The article continues below.
By Bente D. Knudsen & Inger Stokkink Picture: Hasse Ferrold
As the Danish Parliament reopens today with the traditional presence of the royal family, it is also the last year of the four-year period of Lars Løkke Rasmussen’s government.
The next election for parliament must take place before 17 June 2019. It is up to the government to decide on an election date and at the moment it is believed by analysts that it will not take place before Christmas, however, a lot can happen in politics.
The present government consists of Venstre and the two smaller parties Konservative and Liberal Alliance. They are supported by Dansk Folkeparti in order to get the required 90 mandates for their majority.
So far, the Danish government has survived a range of crisis’s during the past three years.
The article continues below.
But WHO is lille Lars?
Born 15 May 1964 in Vejle, he grew up in Græsted in North Zealand.
He has a law degree from Copenhagen University and is married to Sólrun Løkke Rasmussen, a teacher from the Faroe Islands, with whom he has three children.

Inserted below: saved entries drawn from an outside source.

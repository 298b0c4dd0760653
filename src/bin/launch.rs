// Application entrypoint: wait for the database, run migrations, then exec
// the API server with the configuration matching APP_ENV.

use std::path::PathBuf;
use std::process::Command;

use tracing::{error, info};

use axum_api_starter::core::logging;
use axum_api_starter::launcher::{
    launcher_bin_dir, run_sequence, run_step, server_command, startup_steps, AppEnvironment, Step,
};

fn main() {
    logging::init_tracing();

    info!("Starting application...");

    let bin_dir: PathBuf = match launcher_bin_dir() {
        Ok(dir) => dir,
        Err(err) => {
            error!("{err:#}");
            std::process::exit(1);
        }
    };

    let steps: Vec<Step> = startup_steps(&bin_dir);
    if let Err(err) = run_sequence(&steps, run_step) {
        error!("{err:#}");
        std::process::exit(1);
    }

    let environment: AppEnvironment = AppEnvironment::detect();
    info!("Starting {environment} server...");

    exec_server(server_command(environment, &bin_dir));
}

/// Replaces this process with the server; only returns on launch failure.
#[cfg(unix)]
fn exec_server(mut command: Command) -> ! {
    use std::os::unix::process::CommandExt;

    let err: std::io::Error = command.exec();
    error!("Failed to exec server: {err}");
    std::process::exit(1);
}

/// Windows has no exec; run the server as a child and mirror its exit code.
#[cfg(not(unix))]
fn exec_server(mut command: Command) -> ! {
    match command.status() {
        Ok(status) => std::process::exit(status.code().unwrap_or(1)),
        Err(err) => {
            error!("Failed to launch server: {err}");
            std::process::exit(1);
        }
    }
}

Lars started his political career in Venstres Ungdom, the youth organisation of Venstre and was Health Minister, Minister of the Interior and finally Statsminister for Venstre from 2007-2011. And again since the June 2015 election.

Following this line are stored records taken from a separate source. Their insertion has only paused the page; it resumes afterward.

// * Environment configuration with a singleton pattern.
// * The launcher hands the selected config file over via APP_CONFIG;
// * otherwise a local .env is honored outside production.

use std::{borrow::Cow, collections::HashMap};
use anyhow::{Context, Result};
use once_cell::sync::Lazy;
use tracing::warn;

/// Environment flag consulted by both the launcher and the server.
pub const APP_ENV_VAR: &str = "APP_ENV";

/// Path of the dotenv file the launcher selected for this process.
pub const APP_CONFIG_VAR: &str = "APP_CONFIG";

// ! Default values for environment variables (used if variables aren't set):
const DEFAULT_ENVIRONMENT: &str = "development";
const DEFAULT_HOST: &str = "127.0.0.1";
const DEFAULT_DB_HOST: &str = "localhost";
const DEFAULT_DB_USER: &str = "postgres";
const DEFAULT_DB_PASSWORD: &str = "postgres";
const DEFAULT_DB_NAME: &str = "postgres";
const DEFAULT_PORT: u16 = 3000;
const DEFAULT_MAX_BODY_SIZE: usize = 2_097_152; // 2MB
const DEFAULT_TIMEOUT: u64 = 3; // 3 seconds
const DEFAULT_DB_PORT: u16 = 5432; // Default Postgres port

// * A struct containing all environment variables used by the app
#[derive(Clone, Debug)]
pub struct EnvironmentVariables {
    pub environment: Cow<'static, str>,
    pub host: Cow<'static, str>,
    pub port: u16,
    pub max_request_body_size: usize,
    pub default_timeout_seconds: u64,
    pub db_host: Cow<'static, str>,
    pub db_port: u16,
    pub db_user: Cow<'static, str>,
    pub db_password: Cow<'static, str>,
    pub db_name: Cow<'static, str>,
}

impl EnvironmentVariables {
    // * Loads environment variables once.
    // * APP_CONFIG wins; without it, .env is only read when APP_ENV != "production".
    pub fn load() -> Result<Self> {
        match std::env::var(APP_CONFIG_VAR) {
            Ok(path) => {
                dotenv::from_filename(&path)
                    .with_context(|| format!("Failed to load config file '{path}'"))?;
            }
            Err(_) => {
                if std::env::var(APP_ENV_VAR).unwrap_or_default() != "production" {
                    dotenv::dotenv().ok();
                }
            }
        }

        // * Collect all environment vars from the system and .env
        let vars: HashMap<String, String> = std::env::vars()
            .chain(dotenv::vars())
            .collect();

        // * A small helper closure to fetch a variable by key
        let get_var = |key: &str| vars.get(key).map(String::as_str);

        // * Build our EnvironmentVariables, providing defaults if missing
        Ok(Self {
            environment: get_var(APP_ENV_VAR)
                .map(|s| Cow::Owned(s.into()))
                .unwrap_or_else(|| {
                    warn!("Missing {APP_ENV_VAR}, defaulting to '{DEFAULT_ENVIRONMENT}'");
                    Cow::Borrowed(DEFAULT_ENVIRONMENT)
                }),

            host: get_var("HOST")
                .map(|s| Cow::Owned(s.into()))
                .unwrap_or(Cow::Borrowed(DEFAULT_HOST)),

            port: get_var("PORT")
                .map(|s| s.parse().context("Invalid PORT value"))
                .transpose()?
                .unwrap_or(DEFAULT_PORT),

            max_request_body_size: get_var("MAX_REQUEST_BODY_SIZE")
                .map(|s| s.parse().context("Invalid MAX_REQUEST_BODY_SIZE"))
                .transpose()?
                .unwrap_or(DEFAULT_MAX_BODY_SIZE),

            default_timeout_seconds: get_var("DEFAULT_TIMEOUT_SECONDS")
                .map(|s| s.parse().context("Invalid DEFAULT_TIMEOUT_SECONDS"))
                .transpose()?
                .unwrap_or(DEFAULT_TIMEOUT),

            db_host: get_var("DB_HOST")
                .map(|s| Cow::Owned(s.into()))
                .unwrap_or_else(|| {
                    warn!("Missing DB_HOST, defaulting to '{DEFAULT_DB_HOST}'");
                    Cow::Borrowed(DEFAULT_DB_HOST)
                }),

            db_port: get_var("DB_PORT")
                .map(|s| s.parse().context("Invalid DB_PORT"))
                .transpose()?
                .unwrap_or(DEFAULT_DB_PORT),

            db_user: get_var("DB_USER")
                .map(|s| Cow::Owned(s.into()))
                .unwrap_or(Cow::Borrowed(DEFAULT_DB_USER)),

            db_password: get_var("DB_PASSWORD")
                .map(|s| Cow::Owned(s.into()))
                .unwrap_or(Cow::Borrowed(DEFAULT_DB_PASSWORD)),

            db_name: get_var("DB_NAME")
                .map(|s| Cow::Owned(s.into()))
                .unwrap_or(Cow::Borrowed(DEFAULT_DB_NAME)),
        })
    }

    /// Whether this process runs with the production configuration.
    pub fn is_production(&self) -> bool {
        self.environment == "production"
    }

    // * Returns a reference to the lazily-initialized environment configuration
    pub fn instance() -> &'static Self {
        static INSTANCE: Lazy<Result<EnvironmentVariables, anyhow::Error>> = Lazy::new(|| {
            let config: EnvironmentVariables = EnvironmentVariables::load()?;

            if cfg!(debug_assertions) {
                tracing::debug!("Loaded environment configuration: {:#?}", config);
            }

            Ok(config)
        });

        // ! Panics if loading fails
        INSTANCE.as_ref().expect("Failed to load environment configuration")
    }
}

Political strong point: he is seen as a man of the people, as ‘one of us’.
Political weakness: he is known to be a weak administrator and was also caught up in an expenses scandal when he was found to be using public funding privately. There were three ‘bilag-sag’, receipt affairs, which repeatedly showed that he did not have his administration in order.
His leadership was contested in the summer of 2014, in the wake of another ‘bilag-sag’.
All signs pointed towards his exit as Venstre’s leader, but in the end his main contender, Kristian Jensen (also vice chairman of Venstre) backed down.
Now he is again Statsminister, leading a minority government, and his political ability to make forlig (settlements) across party lines will be the make or break of his government, as it takes 90 mandater (seats) to get a majority vote in Folketinget.
Number of seats since the June 2015 election per party:
Socialdemokratiet (S) 46
Enhedslisten (EL) 14
Socialistisk Folkeparti (SF) 7
Alternativet (ALT) 10
Radikale Venstre (RV) 8
Dansk Folkeparti (DF) 37
Venstre (V) 34
Liberal Alliance (LA) 13
Det Konservative Folkeparti (KF) 6
Members from Greenland and the Faroe islands (mostly they vote red):
Inuit Ataqatigiit (IA)1
Uden for folketingsgrupperne (UFG)1
Blok (blå blok/ rød blok): these are established coalitions of parties. The ‘blå blok’ (blue block), also known as ‘de borgerlige’ (the ‘bourgeois’), are liberals, conservatives and other right-wing parties. The ‘rød blok’ (red block) are social democrats, liberal democrats and other left-wing parties. Each block supports a candidate for the position as statsminister (prime minister).
After the June 2015 election where Helle Thorning-Schmidt (S) lost and since resigned from her chairmanship of Socialdemokraterne her place was taken over by the chairman of Socialdemokraterne, Mette Frederiksen, for rød blok and Lars Løkke Rasmussen (V) for blå blok.
Forlig: this is a pact between a majority of parties, which in practice means parties from both the ‘red’ and the ‘blue’ blok. In this pact parties agree to policy guidelines and laws concerning systemic change in big issues such as education, health, and even constitutional matters.
It can be made also by a mixture of red and blue mandates.